En tanto, el denominador común al que recurre buena parte de l@s analistas consiste en describir la situación como tensión irreconciliable entre fascismo y progresismo, cuando la experiencia viene demostrando que el sentido que se atribuye a cada uno de esos términos constituye la alternancia natural de la vida política al interior del sistema capitalista.


Sin embargo, aunque ambas categorías pertenecen al campo semántico de la política, su significado no reviste el mismo status.

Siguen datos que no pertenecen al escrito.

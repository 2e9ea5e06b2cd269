//! Software volume envelope.
//!
//! ```text
//! note on ─► attack ─► hold ─► decay ─► fade (toward 0 at the fade rate)
//!                                  │
//! gate off (release set) ─► release ─► end (channel muted)
//! ```
//!
//! Phases with a zero duration are skipped. Durations are kept as written in
//! the MML (milliseconds, or n-th notes when a time unit is set) and resolved
//! to ticks when a phase begins, so tempo and speed changes apply to the next
//! phase. Levels are Q12 fractions of the 4-bit volume.

use super::TickClock;
use crate::constants::MAX_VOLUME;
use crate::fixed::{ms_to_ticks, rescale_ticks};
use crate::registers::RegisterImage;

/// Envelope state.
#[derive(Debug, Clone, Copy, PartialEq, Eq, Default)]
pub enum EnvelopePhase {
    /// A note just started; resolves on the next transition.
    #[default]
    InitNoteOn,
    /// Rising from 0 to the channel volume.
    Attack,
    /// Holding the channel volume.
    Hold,
    /// Falling to the sustain level.
    Decay,
    /// Falling from the sustain level toward 0 (or holding it without a fade time).
    Fade,
    /// The gate closed; resolves on the next transition.
    InitNoteOff,
    /// Falling from the level at gate-off to 0.
    Release,
    /// Release finished; the channel is silent.
    End,
}

/// Per-channel software envelope.
#[derive(Debug, Clone, Copy, PartialEq, Eq)]
pub struct SoftEnvelope {
    /// `$E1` turns the envelope on.
    pub enabled: bool,
    /// `$A` attack time.
    pub attack: u16,
    /// `$H` hold time.
    pub hold: u16,
    /// `$D` decay time.
    pub decay: u16,
    /// `$F` fade time.
    pub fade: u16,
    /// `$R` release time.
    pub release: u16,
    /// `$S` sustain level, percent of the channel volume.
    pub sustain: u16,
    /// `$U` time unit: 0 = milliseconds, n = n-th notes.
    pub time_unit: u16,
    phase: EnvelopePhase,
    timer: u16,
    phase_ticks: u16,
    level_q12: u32,
    release_from_q12: u32,
}

impl Default for SoftEnvelope {
    fn default() -> Self {
        SoftEnvelope {
            enabled: false,
            attack: 0,
            hold: 0,
            decay: 0,
            fade: 0,
            release: 0,
            sustain: crate::constants::DEFAULT_SOFT_ENVELOPE_SUSTAIN as u16,
            time_unit: 0,
            phase: EnvelopePhase::InitNoteOn,
            timer: 0,
            phase_ticks: 0,
            level_q12: 0,
            release_from_q12: 0,
        }
    }
}

/// Sustain level for a channel volume, capped at 15.
pub fn sustain_volume(sustain: u16, volume: u8) -> u8 {
    ((sustain as u32 * volume as u32 + 50) / 100).min(MAX_VOLUME as u32) as u8
}

impl SoftEnvelope {
    /// Current phase.
    #[inline]
    pub fn phase(&self) -> EnvelopePhase {
        self.phase
    }

    /// Current 4-bit level.
    #[inline]
    pub fn level(&self) -> u8 {
        ((self.level_q12 >> 12) & 0x0F) as u8
    }

    /// Ticks left in the current phase.
    #[inline]
    pub fn timer(&self) -> u16 {
        self.timer
    }

    fn ticks(&self, time: u16, clock: &TickClock) -> u16 {
        if time == 0 {
            return 0;
        }
        let ticks = if self.time_unit == 0 {
            ms_to_ticks(time as u32, clock.proc_freq) as u64 * 100 / clock.speed.max(1) as u64
        } else {
            (time as u64 * clock.note_q12(self.time_unit, 0) as u64) >> 12
        };
        ticks.min(u16::MAX as u64) as u16
    }

    fn enter(&mut self, phase: EnvelopePhase, ticks: u16) {
        self.phase = phase;
        self.timer = ticks;
        self.phase_ticks = ticks;
    }

    /// Restart from the top for a new (non-legato) note.
    pub fn note_on(&mut self, volume: u8, clock: &TickClock) {
        self.phase = EnvelopePhase::InitNoteOn;
        self.timer = 0;
        self.transition(volume, clock);
    }

    /// The note's gate closed. Returns `true` while the channel should keep
    /// sounding because a release is in progress.
    pub fn note_off(&mut self, volume: u8, clock: &TickClock) -> bool {
        match self.phase {
            EnvelopePhase::InitNoteOff | EnvelopePhase::Release => true,
            EnvelopePhase::End => false,
            _ if self.enabled && self.release != 0 => {
                self.phase = EnvelopePhase::InitNoteOff;
                self.timer = 0;
                self.transition(volume, clock);
                self.phase != EnvelopePhase::End
            }
            _ => false,
        }
    }

    fn transition(&mut self, volume: u8, clock: &TickClock) {
        if self.timer != 0 {
            return;
        }

        let top = (volume as u32) << 12;
        let mut phase = self.phase;
        loop {
            match phase {
                EnvelopePhase::InitNoteOn => {
                    let ticks = self.ticks(self.attack, clock);
                    if ticks != 0 {
                        self.level_q12 = 0;
                        self.enter(EnvelopePhase::Attack, ticks);
                        return;
                    }
                    phase = EnvelopePhase::Attack;
                }
                EnvelopePhase::Attack => {
                    let ticks = self.ticks(self.hold, clock);
                    if ticks != 0 {
                        self.level_q12 = top;
                        self.enter(EnvelopePhase::Hold, ticks);
                        return;
                    }
                    phase = EnvelopePhase::Hold;
                }
                EnvelopePhase::Hold => {
                    let ticks = self.ticks(self.decay, clock);
                    if ticks != 0 {
                        self.level_q12 = top;
                        self.enter(EnvelopePhase::Decay, ticks);
                        return;
                    }
                    phase = EnvelopePhase::Decay;
                }
                EnvelopePhase::Decay => {
                    self.level_q12 = (sustain_volume(self.sustain, volume) as u32) << 12;
                    let ticks = self.ticks(self.fade, clock);
                    self.enter(EnvelopePhase::Fade, ticks);
                    return;
                }
                EnvelopePhase::InitNoteOff => {
                    let ticks = self.ticks(self.release, clock);
                    if ticks != 0 {
                        self.release_from_q12 = self.level_q12;
                        self.enter(EnvelopePhase::Release, ticks);
                    } else {
                        self.level_q12 = 0;
                        self.enter(EnvelopePhase::End, 0);
                    }
                    return;
                }
                EnvelopePhase::Release => {
                    self.level_q12 = 0;
                    self.enter(EnvelopePhase::End, 0);
                    return;
                }
                EnvelopePhase::Fade | EnvelopePhase::End => return,
            }
        }
    }

    fn update_level(&mut self, volume: u8) {
        let top = (volume as i32) << 12;
        let sus = (sustain_volume(self.sustain, volume) as i32) << 12;
        let level = self.level_q12 as i32;
        let len = self.phase_ticks.max(1) as i32;

        let level = match self.phase {
            EnvelopePhase::Attack => {
                let rate = top / len;
                if rate == 0 || top - level <= rate {
                    top
                } else {
                    level + rate
                }
            }
            EnvelopePhase::Hold => top,
            EnvelopePhase::Decay => {
                let rate = (top - sus) / len;
                if rate > 0 {
                    if level - sus <= rate {
                        sus
                    } else {
                        level - rate
                    }
                } else if rate < 0 {
                    if level - sus >= rate {
                        sus
                    } else {
                        level - rate
                    }
                } else {
                    sus
                }
            }
            EnvelopePhase::Fade => {
                let rate = if self.phase_ticks != 0 { sus / len } else { 0 };
                if rate == 0 {
                    sus
                } else if level <= rate {
                    0
                } else {
                    level - rate
                }
            }
            EnvelopePhase::Release => {
                let rate = self.release_from_q12 as i32 / len;
                if rate == 0 || level <= rate {
                    0
                } else {
                    level - rate
                }
            }
            EnvelopePhase::End => 0,
            EnvelopePhase::InitNoteOn | EnvelopePhase::InitNoteOff => level,
        };
        self.level_q12 = level.clamp(0, (MAX_VOLUME << 12) | 0x0FFF) as u32;
    }

    /// Advance one tick: publish the level to the volume register of `ch`,
    /// then step the phase machine.
    pub fn tick(&mut self, ch: usize, regs: &mut RegisterImage, volume: u8, clock: &TickClock) {
        if self.timer > 0 {
            self.timer -= 1;
        }

        let level = self.level();
        let addr = crate::registers::Register::volume(ch).addr();
        if regs.read(addr) & 0x0F != level {
            let audible = !regs.is_muted(ch);
            regs.write_if(addr, level, audible);
        }

        self.transition(volume, clock);
        self.update_level(volume);
    }

    /// Apply a speed change to the phase in progress.
    pub fn rescale(&mut self, ratio_q12: u32) {
        self.timer = rescale_ticks(self.timer, ratio_q12);
        self.phase_ticks = rescale_ticks(self.phase_ticks, ratio_q12);
    }
}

Mientras que una remite a una experiencia histórica concreta, la otra solo califica a una determinada orientación del hacer político.


Pese a ello, gran parte de la militancia nostramericana apela al facilismo de definir como fascista a cualquier acción de carácter autoritario y por lo general violento, ya sea que se perpetre desde el Estado o la comunidad, mientras que caracteriza como progresista a toda tendencia que apunte a incrementar nuestra calidad de vida.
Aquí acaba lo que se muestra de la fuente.